EXERCISE PROMPT:
Find each line below containing the word "reset" and copy it.

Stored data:
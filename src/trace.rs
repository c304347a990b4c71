//! Protocol debug trace
//!
//! Backends write protocol chatter into a [`DebugTrace`]; each flush hands
//! one trimmed, non-empty record to the consumer. The buffer is shared by
//! clones, so flush and reset happen under one lock.

use std::fmt;
use std::sync::{Arc, Mutex, MutexGuard};

type Consumer = Box<dyn FnMut(&str) + Send>;

struct TraceBuffer {
    pending: String,
    consumer: Consumer,
}

/// Serialized debug sink
#[derive(Clone)]
pub struct DebugTrace {
    inner: Arc<Mutex<TraceBuffer>>,
}

impl DebugTrace {
    /// Wrap a record consumer
    pub fn new(consumer: impl FnMut(&str) + Send + 'static) -> Self {
        Self {
            inner: Arc::new(Mutex::new(TraceBuffer {
                pending: String::new(),
                consumer: Box::new(consumer),
            })),
        }
    }

    /// Trace that forwards records to `tracing` at debug level
    pub fn to_tracing() -> Self {
        Self::new(|record| tracing::debug!(target: "mail_receive::wire", "{record}"))
    }

    /// Append text to the pending record
    pub fn write(&self, text: &str) {
        self.lock().pending.push_str(text);
    }

    /// Emit the pending record (if any) and reset the buffer
    pub fn flush(&self) {
        self.lock().emit();
    }

    /// Write one full record and flush it
    pub fn record(&self, text: &str) {
        let mut buffer = self.lock();
        buffer.pending.push_str(text);
        buffer.emit();
    }

    fn lock(&self) -> MutexGuard<'_, TraceBuffer> {
        // poisoning is ignored, the buffer is always left consistent
        self.inner.lock().unwrap_or_else(|poisoned| poisoned.into_inner())
    }
}

impl TraceBuffer {
    fn emit(&mut self) {
        let record = self.pending.trim().to_owned();
        self.pending.clear();
        if !record.is_empty() {
            (self.consumer)(&record);
        }
    }
}

impl fmt::Debug for DebugTrace {
    fn fmt(&self, f: &mut fmt::Formatter<'_>) -> fmt::Result {
        f.debug_struct("DebugTrace").finish_non_exhaustive()
    }
}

ANSWER FOR THE TASK:
//! clones, so flush and reset happen under one lock.
    /// Emit the pending record (if any) and reset the buffer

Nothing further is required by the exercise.